Drei Jahre lang habe ich intensiv mit ihm studiert, wir haben zusammen meditiert, Kampfkünste praktiziert und vor allem Shiatsu und natürlich die orientalische Medizin studiert. Ich assistierte ihm bei seinen Workshops und organisierte einige japanische Veranstaltungen mit den Mitarbeitern des Shitenno-ji, wie z.B. Deguchi Shinsei, dem Präsidenten des europäischen Zweigs. Diese Veranstaltungen waren zu jener Zeit sehr erfolgreich. (Nihon no Yube oder Japanisches Erwachen und Nihon no Matsuri oder Japanisches Fest).
Bevor er nach Japan zurückkehrte, ernannte er mich zum Lehrer an der Shiatsu-Schule Jigen Ryu Kappo. Seit er nach Japan zurückgekehrt ist, habe ich nichts mehr von ihm gehört, aber er ist immer noch ein Teil von mir und meinem Leben und wird immer in meinem Herzen leben!
Das Wesentliche der Jigen Ryu Shiatsu Methode in wenigen Punkten
- Wir behandeln die Meridiane, nicht die Punkte.
- Pulsdiagnose und Erkennen der meisten Kyo-Meridiane.
- Behandlung der „Gleichgewichts“-Meridiane Leber, Gallenblase, Dreifach-Erwärmer und Perikard. Mit der Technik, die ich Känguru nenne: wir behandeln den gesamten Meridian rhythmisch mit einem Intervall von ein paar Cuns zwischen jedem Druck.
- Behandlung des Kyo-Meridians mit der Piqure-Technik. Wir berühren den Punkt, drücken sanft bis an den Rand der Spannung/des Schmerzes, warten einen Moment und üben einen plötzlichen und starken Druck aus, der auch plötzlich wieder nachlässt.
- Die Känguru-Technik gilt als leichter als die Piqure-Technik.
Es ist zu beachten, dass die Meridiane auch eine andere Qualität haben, so dient die Behandlung des Blasenmeridians der Tonisierung des gesamten Körpers und die Behandlung des Magenmeridians gilt als entspannend.
Es gibt noch andere Techniken, um lokale Probleme zu behandeln, wir verwenden Moxa, Akupunktur und wir verwenden Hirata-Zonen. Diese Zonen können mit den Dermatomen der westlichen Medizin verglichen werden.

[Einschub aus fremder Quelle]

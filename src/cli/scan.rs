use std::path::{Path, PathBuf};
use std::sync::Arc;

use tracing::info;

use crate::cli::commands::{QrArgs, ServiceArgs, UrlArgs};
use crate::config::{parse_config, validate_service, Endpoints, PhishGuardConfig};
use crate::errors::PhishGuardError;
use crate::models::ImageUpload;
use crate::presenter::{ConsoleSink, HtmlPanel, ResultPresenter, ResultSink, SinkSet, ViewState};
use crate::services::HttpBackend;

const DOCUMENT_TITLE: &str = "PhishGuard scan result";

/// Everything a scan command needs once flags and config are merged.
pub struct ScanSetup {
    pub endpoints: Endpoints,
    pub html_path: Option<PathBuf>,
    pub json: bool,
    pub color: bool,
}

/// Merge the config file (if any) with command-line overrides.
pub async fn resolve_setup(args: &ServiceArgs) -> Result<ScanSetup, PhishGuardError> {
    let config = match &args.config {
        Some(path) => parse_config(path).await?,
        None => PhishGuardConfig::default(),
    };

    let mut service = config.service.unwrap_or_default();
    if let Some(base_url) = &args.base_url {
        service.base_url = Some(base_url.clone());
    }
    if let Some(contract) = args.contract {
        service.contract = Some(contract);
    }
    if let Some(timeout) = args.timeout {
        service.timeout_secs = Some(timeout);
    }
    validate_service(&service)?;

    let output = config.output.unwrap_or_default();
    let html_path = args
        .html
        .clone()
        .or_else(|| output.html_path.map(PathBuf::from));

    Ok(ScanSetup {
        endpoints: service.resolve(),
        html_path,
        json: args.json,
        color: output.color.unwrap_or(true),
    })
}

pub async fn handle_url(args: UrlArgs) -> Result<ViewState, PhishGuardError> {
    let setup = resolve_setup(&args.service).await?;
    run(setup, |presenter| async move { presenter.scan_url(&args.url).await }).await
}

pub async fn handle_qr(args: QrArgs) -> Result<ViewState, PhishGuardError> {
    let setup = resolve_setup(&args.service).await?;
    let upload = ImageUpload::from_path(&args.image).await?;
    run(setup, |presenter| async move { presenter.scan_qr(Some(upload)).await }).await
}

async fn run<F, Fut>(setup: ScanSetup, scan: F) -> Result<ViewState, PhishGuardError>
where
    F: FnOnce(Arc<ResultPresenter>) -> Fut,
    Fut: std::future::Future<Output = ViewState>,
{
    if !setup.color {
        console::set_colors_enabled(false);
        console::set_colors_enabled_stderr(false);
    }

    let backend = Arc::new(HttpBackend::new(setup.endpoints.clone())?);
    let panel = Arc::new(HtmlPanel::new());
    let sinks: Vec<Arc<dyn ResultSink>> = vec![
        Arc::new(ConsoleSink::new(setup.json)),
        panel.clone(),
    ];
    let sink = Arc::new(SinkSet::new(sinks));

    info!(
        url_endpoint = %setup.endpoints.url_endpoint(),
        qr_endpoint = %setup.endpoints.qr_endpoint(),
        "Using analysis service"
    );
    let presenter = Arc::new(ResultPresenter::new(backend.clone(), backend, sink));
    let view = scan(presenter).await;

    if setup.json {
        println!("{}", serde_json::to_string_pretty(&view)?);
    }
    if let Some(path) = &setup.html_path {
        write_document(path, &panel).await?;
    }

    Ok(view)
}

async fn write_document(path: &Path, panel: &HtmlPanel) -> Result<(), PhishGuardError> {
    if let Some(parent) = path.parent() {
        if !parent.as_os_str().is_empty() {
            tokio::fs::create_dir_all(parent).await?;
        }
    }
    tokio::fs::write(path, panel.to_document(DOCUMENT_TITLE)?).await?;
    info!(path = %path.display(), "Wrote result page");
    Ok(())
}

/// Process exit code for a settled scan.
pub fn exit_code_for(view: &ViewState) -> i32 {
    match view {
        ViewState::Idle | ViewState::Result { .. } => 0,
        ViewState::ValidationShown { .. } => 3,
        ViewState::Empty { .. } => 6,
        ViewState::ErrorShown { error_type, .. } => match error_type.as_str() {
            "TransportError" => 4,
            "ServiceError" => 5,
            "ContractViolation" => 7,
            _ => 1,
        },
        ViewState::Loading { .. } => 1,
    }
}

#[cfg(test)]
mod tests {
    use super::*;
    use crate::config::Contract;

    #[test]
    fn test_exit_codes_match_error_codes() {
        let cases = [
            (PhishGuardError::Transport("x".into()), 4),
            (PhishGuardError::Service("x".into()), 5),
            (PhishGuardError::ContractViolation("x".into()), 7),
            (PhishGuardError::EmptyResult, 6),
            (PhishGuardError::Validation("x".into()), 3),
        ];
        for (err, code) in cases {
            assert_eq!(exit_code_for(&ViewState::from_error(&err)), code);
            assert_eq!(err.exit_code(), code);
        }
    }

    #[tokio::test]
    async fn test_flags_override_config_file() {
        let dir = tempfile::tempdir().unwrap();
        let path = dir.path().join("phishguard.yaml");
        std::fs::write(
            &path,
            "service:\n  base_url: http://localhost:5000\n  contract: api\n  timeout_secs: 20\noutput:\n  html_path: from-config.html\n",
        )
        .unwrap();

        let args = ServiceArgs {
            config: Some(path),
            timeout: Some(3),
            contract: Some(Contract::Flask),
            ..Default::default()
        };
        let setup = resolve_setup(&args).await.unwrap();
        assert_eq!(setup.endpoints.url_endpoint(), "http://localhost:5000/predict-url");
        assert_eq!(setup.endpoints.timeout_secs, 3);
        assert_eq!(setup.html_path, Some(PathBuf::from("from-config.html")));
    }

    #[tokio::test]
    async fn test_invalid_override_is_config_error() {
        let args = ServiceArgs {
            base_url: Some("guard.example".into()),
            ..Default::default()
        };
        assert!(matches!(resolve_setup(&args).await, Err(PhishGuardError::Config(_))));
    }
}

Im Jahr 2003 wurde bei ihm Krebs diagnostiziert, der gut behandelt wurde. Erst im Oktober/November 2005 hielt Harada Sensei sein letztes Jigen Ryū Jujutsu Seminar in Wien ab und feierte „100 Jahre Jiu Jitsu in Österreich“. Zurück in Japan, beendete Harada Sensei nach schwerer Krankheit am 9. Oktober 2006 sein irdisches Dasein, wie man in der buddhistischen Tradition sagt. Er hinterlässt ein Vermächtnis, das von seinen Schülern und Assistenten weitergeführt wird.
Anmerkungen
[*] Titelbild: „Shiatsu-Vorführung beim ‚Nihon no Matsuri‘, dem japanischen Festival in Gent“.
[1] Der Shi Tennō-ji-Tempel wurde 593 von Fürst Shōtoku erbaut. Er widmete ihn den vier göttlichen Wächterkönigen der Horizonte, den shitennō.